After 10 years working side by side with Iraq’s Christians facing possible extinction, Stephen Rasche wanted to tell their story — but in a different way, one that let their authentic voice emerge.
This has led to the publication of his new book The Disappearing People: The Tragic Fate of Christians in the Middle East — a “beautiful, disturbing, awful story that needed to be told,” according to Thomas Farr, president of the Religious Freedom Institute, and what Gregory Stanton, founding president of Genocide Watch, has called the best book ever written about the genocide of Christians and Yazidis in Iraq.

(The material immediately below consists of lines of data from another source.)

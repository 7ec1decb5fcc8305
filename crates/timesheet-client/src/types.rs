//! Request and response types for the Timesheet API.
//!
//! Field names follow the API's camelCase JSON. Only the fields the SDK
//! reads or writes are modelled; unknown fields are ignored on input.

use serde::{Deserialize, Serialize};

// ─────────────────────────────────────────────────────────────────────────────
// Pagination
// ─────────────────────────────────────────────────────────────────────────────

/// Paging info returned alongside every list.
#[derive(Debug, Clone, Copy, Default, PartialEq, Eq, Serialize, Deserialize)]
pub struct PageParams {
    /// Total number of items across all pages.
    #[serde(default)]
    pub count: u64,
    /// 1-based page number of this page.
    #[serde(default = "first_page")]
    pub page: u32,
    #[serde(default)]
    pub limit: u32,
}

fn first_page() -> u32 {
    1
}

/// One page of a list response.
#[derive(Debug, Clone, PartialEq, Serialize, Deserialize)]
pub struct Page<T> {
    #[serde(default = "Vec::new")]
    pub items: Vec<T>,
    #[serde(default)]
    pub params: PageParams,
}

impl<T> Page<T> {
    pub fn has_next_page(&self) -> bool {
        let limit = u64::from(self.params.limit);
        limit > 0 && u64::from(self.params.page) * limit < self.params.count
    }

    /// Page number to request next, if there is one.
    pub fn next_page(&self) -> Option<u32> {
        self.has_next_page().then(|| self.params.page.saturating_add(1))
    }
}

/// Sort direction for list queries.
#[derive(Debug, Clone, Copy, PartialEq, Eq, Serialize, Deserialize)]
#[serde(rename_all = "lowercase")]
pub enum SortOrder {
    Asc,
    Desc,
}

/// Query parameters shared by list endpoints.
#[derive(Debug, Clone, Default, PartialEq, Serialize)]
#[serde(rename_all = "camelCase")]
pub struct ListQuery {
    #[serde(skip_serializing_if = "Option::is_none")]
    pub page: Option<u32>,
    #[serde(skip_serializing_if = "Option::is_none")]
    pub limit: Option<u32>,
    #[serde(skip_serializing_if = "Option::is_none")]
    pub sort: Option<String>,
    #[serde(skip_serializing_if = "Option::is_none")]
    pub order: Option<SortOrder>,
    /// Free-text filter.
    #[serde(skip_serializing_if = "Option::is_none")]
    pub search: Option<String>,
}

impl ListQuery {
    pub fn page(mut self, page: u32) -> Self {
        self.page = Some(page);
        self
    }

    pub fn limit(mut self, limit: u32) -> Self {
        self.limit = Some(limit);
        self
    }
}

// ─────────────────────────────────────────────────────────────────────────────
// Tasks
// ─────────────────────────────────────────────────────────────────────────────

/// A tracked time entry.
#[derive(Debug, Clone, PartialEq, Serialize, Deserialize)]
#[serde(rename_all = "camelCase")]
pub struct Task {
    pub id: String,
    #[serde(default, skip_serializing_if = "Option::is_none")]
    pub project_id: Option<String>,
    #[serde(default, skip_serializing_if = "Option::is_none")]
    pub description: Option<String>,
    /// ISO 8601
    #[serde(default, skip_serializing_if = "Option::is_none")]
    pub start_date_time: Option<String>,
    /// ISO 8601; absent while the timer is running
    #[serde(default, skip_serializing_if = "Option::is_none")]
    pub end_date_time: Option<String>,
    #[serde(default)]
    pub billable: bool,
    #[serde(default)]
    pub billed: bool,
    #[serde(default)]
    pub paid: bool,
    #[serde(default, skip_serializing_if = "Option::is_none")]
    pub location: Option<String>,
    #[serde(default, skip_serializing_if = "Vec::is_empty")]
    pub tag_ids: Vec<String>,
}

#[derive(Debug, Clone, Default, PartialEq, Serialize)]
#[serde(rename_all = "camelCase")]
pub struct CreateTaskRequest {
    pub project_id: String,
    pub start_date_time: String,
    #[serde(skip_serializing_if = "Option::is_none")]
    pub end_date_time: Option<String>,
    #[serde(skip_serializing_if = "Option::is_none")]
    pub description: Option<String>,
    #[serde(skip_serializing_if = "Option::is_none")]
    pub billable: Option<bool>,
    #[serde(skip_serializing_if = "Option::is_none")]
    pub location: Option<String>,
    #[serde(skip_serializing_if = "Vec::is_empty")]
    pub tag_ids: Vec<String>,
}

/// Partial update; absent fields are left unchanged.
#[derive(Debug, Clone, Default, PartialEq, Serialize)]
#[serde(rename_all = "camelCase")]
pub struct UpdateTaskRequest {
    #[serde(skip_serializing_if = "Option::is_none")]
    pub project_id: Option<String>,
    #[serde(skip_serializing_if = "Option::is_none")]
    pub start_date_time: Option<String>,
    #[serde(skip_serializing_if = "Option::is_none")]
    pub end_date_time: Option<String>,
    #[serde(skip_serializing_if = "Option::is_none")]
    pub description: Option<String>,
    #[serde(skip_serializing_if = "Option::is_none")]
    pub billable: Option<bool>,
    #[serde(skip_serializing_if = "Option::is_none")]
    pub billed: Option<bool>,
    #[serde(skip_serializing_if = "Option::is_none")]
    pub paid: Option<bool>,
}

// ─────────────────────────────────────────────────────────────────────────────
// Projects
// ─────────────────────────────────────────────────────────────────────────────

#[derive(Debug, Clone, PartialEq, Serialize, Deserialize)]
#[serde(rename_all = "camelCase")]
pub struct Project {
    pub id: String,
    pub title: String,
    #[serde(default, skip_serializing_if = "Option::is_none")]
    pub description: Option<String>,
    /// Display color as an integer RGB value.
    #[serde(default, skip_serializing_if = "Option::is_none")]
    pub color: Option<i64>,
    #[serde(default, skip_serializing_if = "Option::is_none")]
    pub team_id: Option<String>,
    #[serde(default, skip_serializing_if = "Option::is_none")]
    pub client: Option<String>,
    #[serde(default)]
    pub archived: bool,
}

#[derive(Debug, Clone, Default, PartialEq, Serialize)]
#[serde(rename_all = "camelCase")]
pub struct CreateProjectRequest {
    pub title: String,
    #[serde(skip_serializing_if = "Option::is_none")]
    pub description: Option<String>,
    #[serde(skip_serializing_if = "Option::is_none")]
    pub color: Option<i64>,
    #[serde(skip_serializing_if = "Option::is_none")]
    pub team_id: Option<String>,
    #[serde(skip_serializing_if = "Option::is_none")]
    pub client: Option<String>,
}

#[derive(Debug, Clone, Default, PartialEq, Serialize)]
#[serde(rename_all = "camelCase")]
pub struct UpdateProjectRequest {
    #[serde(skip_serializing_if = "Option::is_none")]
    pub title: Option<String>,
    #[serde(skip_serializing_if = "Option::is_none")]
    pub description: Option<String>,
    #[serde(skip_serializing_if = "Option::is_none")]
    pub color: Option<i64>,
    #[serde(skip_serializing_if = "Option::is_none")]
    pub archived: Option<bool>,
}

// ─────────────────────────────────────────────────────────────────────────────
// Teams
// ─────────────────────────────────────────────────────────────────────────────

#[derive(Debug, Clone, PartialEq, Serialize, Deserialize)]
#[serde(rename_all = "camelCase")]
pub struct Team {
    pub id: String,
    pub name: String,
    #[serde(default, skip_serializing_if = "Option::is_none")]
    pub description: Option<String>,
    #[serde(default, skip_serializing_if = "Option::is_none")]
    pub color: Option<i64>,
    #[serde(default)]
    pub member_count: u32,
}

#[derive(Debug, Clone, Default, PartialEq, Serialize)]
#[serde(rename_all = "camelCase")]
pub struct CreateTeamRequest {
    pub name: String,
    #[serde(skip_serializing_if = "Option::is_none")]
    pub description: Option<String>,
    #[serde(skip_serializing_if = "Option::is_none")]
    pub color: Option<i64>,
}

#[derive(Debug, Clone, Default, PartialEq, Serialize)]
#[serde(rename_all = "camelCase")]
pub struct UpdateTeamRequest {
    #[serde(skip_serializing_if = "Option::is_none")]
    pub name: Option<String>,
    #[serde(skip_serializing_if = "Option::is_none")]
    pub description: Option<String>,
    #[serde(skip_serializing_if = "Option::is_none")]
    pub color: Option<i64>,
}

#[cfg(test)]
mod tests {
    use super::*;

    fn page(count: u64, page: u32, limit: u32) -> Page<Task> {
        Page {
            items: Vec::new(),
            params: PageParams { count, page, limit },
        }
    }

    #[test]
    fn next_page_math() {
        assert_eq!(page(45, 1, 20).next_page(), Some(2));
        assert_eq!(page(45, 2, 20).next_page(), Some(3));
        assert_eq!(page(45, 3, 20).next_page(), None);
        assert_eq!(page(40, 2, 20).next_page(), None);
        assert!(!page(10, 1, 0).has_next_page());
    }

    #[test]
    fn page_deserializes_camel_case_tasks() {
        let json = r#"{
            "items": [{"id": "t1", "projectId": "p1", "startDateTime": "2025-01-02T09:00:00Z", "billable": true, "unknownField": 1}],
            "params": {"count": 1, "page": 1, "limit": 20}
        }"#;
        let page: Page<Task> = serde_json::from_str(json).unwrap();
        assert_eq!(page.items[0].project_id.as_deref(), Some("p1"));
        assert!(page.items[0].billable);
        assert!(!page.has_next_page());
    }

    #[test]
    fn list_query_omits_unset_fields() {
        let query = ListQuery::default().page(2).limit(50);
        assert_eq!(
            serde_json::to_value(&query).unwrap(),
            serde_json::json!({"page": 2, "limit": 50})
        );
    }

    #[test]
    fn update_request_serializes_only_changes() {
        let update = UpdateTaskRequest {
            billed: Some(true),
            ..Default::default()
        };
        assert_eq!(
            serde_json::to_value(&update).unwrap(),
            serde_json::json!({"billed": true})
        );
    }
}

Rasche has borrowed the voices of those who “continue to face daily crucifixion,” wrote Bishop Matthew Hassan Kukah of Sokoto, Nigeria, in his own praise of the book. Their witness to Christ “reminds the world of its sins of omission,” he added, and “this book should be read both as an act of penance and also an offering to God.”
A U.S. citizen, since 2010 Rasche has served as counsel to the Chaldean Archdiocese of Erbil, Iraq, which included the traumatic 2014-2017 ISIS occupation of parts of the Nineveh Plain. He also helped found the Nineveh Reconstruction Committee, tasked with helping Christians return to the region after ISIS was defeated, and has testified on behalf of Iraqi Christians at the United Nations, the U.S. Congress and the European Union Parliament. Before working in Iraq, Rasche worked for 25 years in the field of international business and law.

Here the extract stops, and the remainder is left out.